Your response should consist solely of the records, written out exactly.

::: DATA RECORDS :::

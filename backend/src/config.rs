use std::{env, str::FromStr, time::Duration};

use serde::{Deserialize, Serialize};

use crate::dataset::DataSource;

/// Tunables of the routing pipeline. Defaults are the values the engine is
/// calibrated for; every field can be overridden per deployment.
#[derive(Debug, Clone, PartialEq, Serialize, Deserialize)]
#[serde(default)]
pub struct EngineConfig {
    /// Safety buffer around land, in kilometers.
    pub land_buffer_km: f64,
    /// RDP tolerance in meters.
    pub simplify_tolerance_m: f64,
    /// Legs shorter than this are returned without waypoints.
    pub min_leg_m: f64,
    /// How many rings around a snapped endpoint are searched for water.
    pub max_snap_rings: u32,
    pub window_pad_cells: u32,
    pub min_window_pad_km: f64,
    pub iterations_per_km: f64,
    pub min_search_iterations: usize,
    pub max_search_iterations: usize,
    /// Sideways offset of the open-water midpoint, as a share of leg length.
    pub open_water_offset_ratio: f64,
    pub open_water_max_offset_m: f64,
    pub coordinate_decimals: u32,
}

impl Default for EngineConfig {
    fn default() -> Self {
        Self {
            land_buffer_km: 0.2,
            simplify_tolerance_m: 150.0,
            min_leg_m: 50.0,
            max_snap_rings: 6,
            window_pad_cells: 20,
            min_window_pad_km: 3.0,
            iterations_per_km: 1_000.0,
            min_search_iterations: 5_000,
            max_search_iterations: 400_000,
            open_water_offset_ratio: 0.03,
            open_water_max_offset_m: 1_500.0,
            coordinate_decimals: 5,
        }
    }
}

impl EngineConfig {
    /// Defaults overridden by `LAND_BUFFER_KM`, `SIMPLIFY_TOLERANCE_M` and
    /// `MAX_SNAP_RINGS`.
    pub fn from_env() -> Self {
        let defaults = Self::default();
        Self {
            land_buffer_km: env_or("LAND_BUFFER_KM", defaults.land_buffer_km),
            simplify_tolerance_m: env_or("SIMPLIFY_TOLERANCE_M", defaults.simplify_tolerance_m),
            max_snap_rings: env_or("MAX_SNAP_RINGS", defaults.max_snap_rings),
            ..defaults
        }
    }

    /// Expansion budget for a leg of the given length.
    pub fn iteration_cap(&self, distance_km: f64) -> usize {
        let scaled = (distance_km * self.iterations_per_km).max(0.0) as usize;
        scaled.clamp(self.min_search_iterations, self.max_search_iterations)
    }
}

#[derive(Debug, Clone)]
pub struct ServerConfig {
    pub port: u16,
    pub land_source: DataSource,
    pub channel_graph: Option<DataSource>,
    pub cache_capacity: usize,
    pub cache_ttl: Duration,
    pub engine: EngineConfig,
}

impl ServerConfig {
    pub fn from_env() -> Self {
        Self {
            port: env_or("PORT", 8080),
            land_source: env_or("LAND_DATA", DataSource::Bundled),
            channel_graph: env::var("CHANNEL_GRAPH")
                .ok()
                .filter(|s| !s.trim().is_empty())
                .and_then(|s| s.parse().ok()),
            cache_capacity: env_or("ROUTE_CACHE_SIZE", 512),
            cache_ttl: Duration::from_secs(env_or("ROUTE_CACHE_TTL_SECS", 3_600)),
            engine: EngineConfig::from_env(),
        }
    }
}

fn env_or<T: FromStr>(key: &str, default: T) -> T {
    env::var(key)
        .ok()
        .and_then(|s| s.parse().ok())
        .unwrap_or(default)
}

:::

- FINISHED EXERCISE:
filename backend/src/config.rs
use std::{env, str::FromStr, time::Duration};

use serde::{Deserialize, Serialize};

use crate::dataset::DataSource;

/// Tunables of the routing pipeline. Defaults are the values the engine is
/// calibrated for; every field can be overridden per deployment.
#[derive(Debug, Clone, PartialEq, Serialize, Deserialize)]
#[serde(default)]
pub struct EngineConfig {
    /// Safety buffer around land, in kilometers.
    pub land_buffer_km: f64,
    /// RDP tolerance in meters.
    pub simplify_tolerance_m: f64,
    /// Legs shorter than this are returned without waypoints.
    pub min_leg_m: f64,
    /// How many rings around a snapped endpoint are searched for water.
    pub max_snap_rings: u32,
    pub window_pad_cells: u32,
    pub min_window_pad_km: f64,
    pub iterations_per_km: f64,
    pub min_search_iterations: usize,
    pub max_search_iterations: usize,
    /// Sideways offset of the open-water midpoint, as a share of leg length.
    pub open_water_offset_ratio: f64,
    pub open_water_max_offset_m: f64,
    pub coordinate_decimals: u32,
}

impl Default for EngineConfig {
    fn default() -> Self {
        Self {
            land_buffer_km: 0.2,
            simplify_tolerance_m: 150.0,
            min_leg_m: 50.0,
            max_snap_rings: 6,
            window_pad_cells: 20,
            min_window_pad_km: 3.0,
            iterations_per_km: 1_000.0,
            min_search_iterations: 5_000,
            max_search_iterations: 400_000,
            open_water_offset_ratio: 0.03,
            open_water_max_offset_m: 1_500.0,
            coordinate_decimals: 5,
        }
    }
}

impl EngineConfig {
    /// Defaults overridden by `LAND_BUFFER_KM`, `SIMPLIFY_TOLERANCE_M` and
    /// `MAX_SNAP_RINGS`.
    pub fn from_env() -> Self {
        let defaults = Self::default();
        Self {
            land_buffer_km: env_or("LAND_BUFFER_KM", defaults.land_buffer_km),
            simplify_tolerance_m: env_or("SIMPLIFY_TOLERANCE_M", defaults.simplify_tolerance_m),
            max_snap_rings: env_or("MAX_SNAP_RINGS", defaults.max_snap_rings),
            ..defaults
        }
    }

    /// Expansion budget for a leg of the given length.
    pub fn iteration_cap(&self, distance_km: f64) -> usize {
        let scaled = (distance_km * self.iterations_per_km).max(0.0) as usize;
        scaled.clamp(self.min_search_iterations, self.max_search_iterations)
    }
}

#[derive(Debug, Clone)]
pub struct ServerConfig {
    pub port: u16,
    pub land_source: DataSource,
    pub channel_graph: Option<DataSource>,
    pub cache_capacity: usize,
    pub cache_ttl: Duration,
    pub engine: EngineConfig,
}

impl ServerConfig {
    pub fn from_env() -> Self {
        Self {
            port: env_or("PORT", 8080),
            land_source: env_or("LAND_DATA", DataSource::Bundled),
            channel_graph: env::var("CHANNEL_GRAPH")
                .ok()
                .filter(|s| !s.trim().is_empty())
                .and_then(|s| s.parse().ok()),
            cache_capacity: env_or("ROUTE_CACHE_SIZE", 512),
            cache_ttl: Duration::from_secs(env_or("ROUTE_CACHE_TTL_SECS", 3_600)),
            engine: EngineConfig::from_env(),
        }
    }
}

fn env_or<T: FromStr>(key: &str, default: T) -> T {
    env::var(key)
        .ok()
        .and_then(|s| s.parse().ok())
        .unwrap_or(default)
}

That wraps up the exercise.